Warning!

This blog contains effusive rhetoric and profligate diatribes. Read at your own risk.

Saturday, February 18, 2012

Fuck You, Darwin

I've always hated strong people. My mom is a strong woman, and I hate her. I love her too, don't get me wrong; those two are not mutually exclusive like a lot of you have been taught. I love her for a lot of things about her that are good, but her capacity to be an unstoppable juggernaut who knocks down anything and everything in her path, stops at nothing to achieve her goal, is something I've always hated. She never accepts that she's beaten, just like me, but she doesn't settle for sitting around and fuming and wishing things could be different; she changes things, even if the only change she can make is for the worse. That's called strength, and I hate it.

I choose to be weak. I choose to do nothing rather than the wrong thing, and I believe that choice makes me noble. If you don't agree with that, then fine, that's you're right - and also fuck you for feeling that way, that's my purely personal response. You have every right to feel that way, and I objectively accept that; subjectively, I hate you for it. I hate a lot of things; we need more hate in the world.

You always hear about what a bad thing hate is, but it's not hate that is a problem, it's acting on hate. If you just don't like people of Type X, nobody gives a shit; you have every right to hate them for any reason or no reason.

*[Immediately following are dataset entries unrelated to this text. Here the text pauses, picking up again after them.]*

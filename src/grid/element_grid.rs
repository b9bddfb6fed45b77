use super::{GridDescription, IndexRange};
use crate::parallel::Partition;
use crate::StrError;

/// Holds the per-rank view of the distributed areal element grid
///
/// The owned range is the block of elements assigned to this rank; the ghosted
/// range adds one layer of elements owned by the neighbouring ranks (clipped at
/// the global grid edges).
#[derive(Clone, Debug, PartialEq)]
pub struct ElementGrid {
    /// Description of the nodes of the grid
    pub description: GridDescription,

    /// Rank owning this view
    pub rank: usize,

    /// Range of elements owned by this rank
    owned: IndexRange,

    /// Owned range plus one layer of ghost elements
    ghosted: IndexRange,
}

impl ElementGrid {
    /// Allocates the view of the element grid for a rank
    pub fn new(description: &GridDescription, partition: &Partition, rank: usize) -> Result<Self, StrError> {
        if description.n_elements_x() != partition.n_elements_x
            || description.n_elements_y() != partition.n_elements_y
        {
            return Err("partition does not match the element grid");
        }
        let owned = partition.owned_range(rank)?;
        let ghosted = owned.expanded(1, description.n_elements_x() - 1, description.n_elements_y() - 1);
        Ok(ElementGrid {
            description: *description,
            rank,
            owned,
            ghosted,
        })
    }

    /// Returns the range of elements owned by this rank
    pub fn owned(&self) -> &IndexRange {
        &self.owned
    }

    /// Returns the owned range plus the ghost layer
    pub fn ghosted(&self) -> &IndexRange {
        &self.ghosted
    }

    /// Returns the first i index of the owned (or ghosted) range
    pub fn first_i(&self, include_ghosts: bool) -> usize {
        if include_ghosts {
            self.ghosted.first_i
        } else {
            self.owned.first_i
        }
    }

    /// Returns the last i index of the owned (or ghosted) range
    pub fn last_i(&self, include_ghosts: bool) -> usize {
        if include_ghosts {
            self.ghosted.last_i
        } else {
            self.owned.last_i
        }
    }

    /// Returns the first j index of the owned (or ghosted) range
    pub fn first_j(&self, include_ghosts: bool) -> usize {
        if include_ghosts {
            self.ghosted.first_j
        } else {
            self.owned.first_j
        }
    }

    /// Returns the last j index of the owned (or ghosted) range
    pub fn last_j(&self, include_ghosts: bool) -> usize {
        if include_ghosts {
            self.ghosted.last_j
        } else {
            self.owned.last_j
        }
    }

    /// Returns the number of elements along i in the whole grid
    pub fn n_elements_x(&self) -> usize {
        self.description.n_elements_x()
    }

    /// Returns the number of elements along j in the whole grid
    pub fn n_elements_y(&self) -> usize {
        self.description.n_elements_y()
    }

    /// Returns true if (i,j) is owned or is a ghost sharing an edge with the owned range
    ///
    /// Corner ghosts (outside the owned range in both directions) are not part of the stencil.
    pub fn is_part_of_stencil(&self, i: usize, j: usize) -> bool {
        if !self.ghosted.contains(i, j) {
            return false;
        }
        let outside_i = i < self.owned.first_i || i > self.owned.last_i;
        let outside_j = j < self.owned.first_j || j > self.owned.last_j;
        !(outside_i && outside_j)
    }
}

/// Holds the per-rank view of the distributed areal node grid
///
/// A rank owns the nodes at the lower-left corners of its owned elements; ranks
/// at the last column (row) of ranks also own the last column (row) of nodes.
/// The ghosted range adds one layer of nodes.
#[derive(Clone, Debug, PartialEq)]
pub struct NodalGrid {
    /// Description of the nodes of the grid
    pub description: GridDescription,

    /// Range of nodes owned by this rank
    owned: IndexRange,

    /// Owned range plus one layer of ghost nodes
    ghosted: IndexRange,
}

impl NodalGrid {
    /// Allocates the node view matching an element view
    pub fn new(elements: &ElementGrid) -> Self {
        let d = elements.description;
        let e = elements.owned();
        let last_i = if e.last_i == d.n_elements_x() - 1 { e.last_i + 1 } else { e.last_i };
        let last_j = if e.last_j == d.n_elements_y() - 1 { e.last_j + 1 } else { e.last_j };
        let owned = IndexRange::new(e.first_i, last_i, e.first_j, last_j);
        let ghosted = owned.expanded(1, d.n_nodes_x - 1, d.n_nodes_y - 1);
        NodalGrid {
            description: d,
            owned,
            ghosted,
        }
    }

    /// Returns the range of nodes owned by this rank
    pub fn owned(&self) -> &IndexRange {
        &self.owned
    }

    /// Returns the owned range plus the ghost layer
    pub fn ghosted(&self) -> &IndexRange {
        &self.ghosted
    }

    /// Returns the number of nodes along i in the whole grid
    pub fn n_nodes_x(&self) -> usize {
        self.description.n_nodes_x
    }

    /// Returns the number of nodes along j in the whole grid
    pub fn n_nodes_y(&self) -> usize {
        self.description.n_nodes_y
    }
}

////////////////////////////////////////////////////////////////////////////////////////////////////////////////////////
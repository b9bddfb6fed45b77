use std::fmt;

/// Defines the failures of a Darcy time step
///
/// The message of each variant carries the `Basin_Error` tag looked for by
/// the tools reading the simulator output.
#[derive(Clone, Copy, Debug, Eq, PartialEq)]
pub enum DarcyError {
    /// The saturations could not be computed (probably negative concentrations)
    ErrorCalculatingSaturation,

    /// The concentrations could not be computed (probably negative concentrations)
    ErrorCalculatingConcentration,

    /// Any other failure
    UnknownDarcyError,
}

impl fmt::Display for DarcyError {
    fn fmt(&self, f: &mut fmt::Formatter<'_>) -> fmt::Result {
        match self {
            DarcyError::ErrorCalculatingSaturation => {
                write!(f, " Basin_Error:  Error when calculating the saturations. \n").unwrap();
                write!(f, " Basin_Error:  To fix this try reducing the Darcy time-step size.\n").unwrap();
            }
            DarcyError::ErrorCalculatingConcentration => {
                write!(f, " Basin_Error:  Error when calculating the concentrations. \n").unwrap();
                write!(f, " Basin_Error:  To fix this try reducing the Darcy time-step size.\n").unwrap();
            }
            DarcyError::UnknownDarcyError => {
                write!(f, " Basin_Error: An unknown error occurred \n").unwrap();
            }
        }
        Ok(())
    }
}

impl std::error::Error for DarcyError {}

////////////////////////////////////////////////////////////////////////////////////////////////////////////////////////

#[cfg(test)]
mod tests {
    use super::DarcyError;

    #[test]
    fn display_works() {
        let message = format!("{}", DarcyError::ErrorCalculatingSaturation);
        assert!(message.starts_with(" Basin_Error:  Error when calculating the saturations."));
        assert!(message.contains("reducing the Darcy time-step size"));
        let message = format!("{}", DarcyError::ErrorCalculatingConcentration);
        assert!(message.contains("concentrations"));
        assert_eq!(
            format!("{}", DarcyError::UnknownDarcyError),
            " Basin_Error: An unknown error occurred \n"
        );
    }
}
//! Implements the multi-component (Darcy) flow handler: parameters, subdomains and solve dispatch

mod darcy_error;
mod darcy_solver;
mod flow_handler;
mod mcf_parameters;
pub use crate::mcf::darcy_error::*;
pub use crate::mcf::darcy_solver::*;
pub use crate::mcf::flow_handler::*;
pub use crate::mcf::mcf_parameters::*;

It's only a problem if you treat them poorly because of it. Your thoughts are your own, and they're wonderful no matter what they are; your actions are the part that needs accountability, the part where you have to be reasonable to others. Hate them all you like as long as you don't do anything about it.

We need more people willing to not do anything. I never want to do anything, and I hate myself about it. Hating yourself is a good thing, it makes you a little better prepared to deal with other people hating you. It's good practice. Thicken your skin, grow a spine, accept the hate and make it a part of you. Love your hate, and love yourself for being hateful. That's the answer right there.

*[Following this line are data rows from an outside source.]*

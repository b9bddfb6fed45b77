//! Fastcauldron: the layer and subdomain core of a basin modelling simulator
//!
//! The crate builds the distributed areal grid of a basin, the stratigraphic
//! formations deposited over geological time, and the Darcy subdomains whose
//! degrees of freedom are numbered across degenerate (zero-thickness) segments.

/// Defines a type alias for the error type as a static string
pub type StrError = &'static str;

pub mod base;
pub mod grid;
pub mod layer;
pub mod mcf;
pub mod parallel;
pub mod prelude;
pub mod simulator;
pub mod subdomain;
//! Implements the Darcy subdomains: stacks of formations numbered together in depth

mod dof_numbering;
mod formation_grid;
mod subdomain;
pub use crate::subdomain::dof_numbering::*;
pub use crate::subdomain::formation_grid::*;
pub use crate::subdomain::subdomain::*;
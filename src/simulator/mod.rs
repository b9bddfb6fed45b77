//! Implements the simulator context: project data, calculation modes, mesh and run loop

mod calculation_mode;
mod mesh;
mod project;
mod run_loop;
mod sample_projects;
mod simulator;
pub use crate::simulator::calculation_mode::*;
pub use crate::simulator::mesh::*;
pub use crate::simulator::project::*;
pub use crate::simulator::run_loop::*;
pub use crate::simulator::sample_projects::*;
pub use crate::simulator::simulator::*;
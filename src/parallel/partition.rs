use crate::grid::IndexRange;
use crate::StrError;

/// Implements a 2-D block decomposition of the areal element grid
///
/// Ranks are laid out in a `n_proc_x × n_proc_y` array; rank `r` sits at
/// `(r % n_proc_x, r / n_proc_x)`. Along each direction the elements are split
/// into contiguous blocks whose sizes differ by at most one (the first blocks
/// take the remainder).
///
/// ```text
///  j ↑  ┌───────┬───────┐
///    │  │   2   │   3   │
///    │  ├───────┼───────┤
///    │  │   0   │   1   │
///    │  └───────┴───────┘
///    └──────────────────→ i
/// ```
#[derive(Clone, Debug, PartialEq)]
pub struct Partition {
    /// Number of elements along i
    pub n_elements_x: usize,

    /// Number of elements along j
    pub n_elements_y: usize,

    /// Number of ranks along i
    pub n_proc_x: usize,

    /// Number of ranks along j
    pub n_proc_y: usize,

    /// First element index of each block along i (plus the end index)
    starts_x: Vec<usize>,

    /// First element index of each block along j (plus the end index)
    starts_y: Vec<usize>,
}

impl Partition {
    /// Allocates a new partition choosing the rank layout automatically
    ///
    /// The layout minimises the difference between the block sizes along i and j.
    pub fn new(n_elements_x: usize, n_elements_y: usize, n_ranks: usize) -> Result<Self, StrError> {
        if n_ranks < 1 {
            return Err("the number of ranks must be ≥ 1");
        }
        let mut best: Option<(usize, usize, f64)> = None;
        for px in 1..=n_ranks {
            if n_ranks % px != 0 {
                continue;
            }
            let py = n_ranks / px;
            if px > n_elements_x || py > n_elements_y {
                continue;
            }
            let mismatch = f64::abs(n_elements_x as f64 / px as f64 - n_elements_y as f64 / py as f64);
            let better = match best {
                Some((_, _, m)) => mismatch < m,
                None => true,
            };
            if better {
                best = Some((px, py, mismatch));
            }
        }
        match best {
            Some((px, py, _)) => Partition::with_layout(n_elements_x, n_elements_y, px, py),
            None => Err("cannot decompose the element grid over the given number of ranks"),
        }
    }

    /// Allocates a new partition with a given rank layout
    pub fn with_layout(
        n_elements_x: usize,
        n_elements_y: usize,
        n_proc_x: usize,
        n_proc_y: usize,
    ) -> Result<Self, StrError> {
        if n_elements_x < 1 || n_elements_y < 1 {
            return Err("the element grid must have at least one element in each direction");
        }
        if n_proc_x < 1 || n_proc_y < 1 {
            return Err("the number of ranks in each direction must be ≥ 1");
        }
        if n_proc_x > n_elements_x || n_proc_y > n_elements_y {
            return Err("each rank must own at least one element in each direction");
        }
        Ok(Partition {
            n_elements_x,
            n_elements_y,
            n_proc_x,
            n_proc_y,
            starts_x: block_starts(n_elements_x, n_proc_x),
            starts_y: block_starts(n_elements_y, n_proc_y),
        })
    }

    /// Returns the number of ranks
    pub fn n_ranks(&self) -> usize {
        self.n_proc_x * self.n_proc_y
    }

    /// Returns the range of elements owned by a rank
    pub fn owned_range(&self, rank: usize) -> Result<IndexRange, StrError> {
        if rank >= self.n_ranks() {
            return Err("rank is out of range");
        }
        let (pi, pj) = (rank % self.n_proc_x, rank / self.n_proc_x);
        Ok(IndexRange::new(
            self.starts_x[pi],
            self.starts_x[pi + 1] - 1,
            self.starts_y[pj],
            self.starts_y[pj + 1] - 1,
        ))
    }
}

/// Splits `n` indices into `parts` contiguous blocks and returns the block starts plus the end
fn block_starts(n: usize, parts: usize) -> Vec<usize> {
    let base = n / parts;
    let rem = n % parts;
    let mut starts = Vec::with_capacity(parts + 1);
    let mut cursor = 0;
    starts.push(cursor);
    for p in 0..parts {
        cursor += base + usize::from(p < rem);
        starts.push(cursor);
    }
    starts
}

////////////////////////////////////////////////////////////////////////////////////////////////////////////////////////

Oh, and while we're talking about self-contradicting statements, here's another one, from 1984: Freedom is Slavery. That one's bullshit of course, but right under it is another one: Ignorance is Strength. That one's true, and you can find plenty of proof. Look at a lynch mob, or a stampede of frenzied bulls. Strong, and ignorant. If they took time to figure out what they were doing, they'd stop doing it, but then they'd be weak. Stopping and thinking is weakness; after all, strength is the capacity to exert force, and you can exert a lot more force if you don't care what you're exerting it on. You can drive faster if you don't watch where you're going, and that reckless speed makes you very good at smashing things that get in your way, like the aforementioned frenzied bulls. We need more weakness in this world. It shouldn't be the strong that survive, because they usually don't deserve to.

Sunday, February 5, 2012

The Virtue of Omniscience

I have long believed in many notions that seem absurd to the conventional thinker, but which I feel to be fundamentally right on a deep, instinctive level. Here is one example.

It is always preferable that everyone should know everything. For instance, if someone knows exactly how to break into my house without being caught, and I know exactly how to catch him anyway and stop him without breaking a sweat, it's preferable to neither of us knowing those things. If someone knows my bank account password, that is fine as long as the bank knows that the person using my bank account password is not really me, and I know who the person trying to break into my account is, and that they have failed and where exactly they are, even why they were doing it. Maybe they legitimately need the money more than I do, and I know how to call the bank and let them know to allow them to get the money, and I'll know if they spend it for any other purpose. If you know how to destroy the world, you also know why you shouldn't (unless, factually and unarguably, you should, in which case you also know exactly what will happen after you destroy the world and why it is preferable to continued existence). An insane person knows he's insane, and knows how to be otherwise at any given moment; he doesn't use his knowledge in an insane way because he knows it would be insane to do so. You would even know how not to know a thing if you'd rather not know it, and you'd know that you opted not to know it and why, and could work around that knowledge as well as employ it.

Knowledge is only ever bad if it's inequitably distributed; we would all be best off having an infinite amount of it. The desire to keep secrets is a destructive twitch leftover from our caveman days, an irrational impulse that drives us to violence against those who breach our privacy rather than tolerate their knowledge of things which we feel shameful about. Fear, shame, wrath; they are all primitive emotions which omniscience would temporarily increase, only to eclipse and annihilate them in short order, leaving a world in which everyone is glad to be exactly what they are, and incapable of acting inappropriately (by a factual, not subjective and humanly flawed, definition of 'appropriate'). The faster we expand knowledge toward the infinite, the sooner we will begin to resemble the gods, who (assuming, for the sake of argument, that they do indeed exist) are omniscient and beyond our animal urges. Knowledge is literally what makes us divine, and so we should increase it ad infinitum.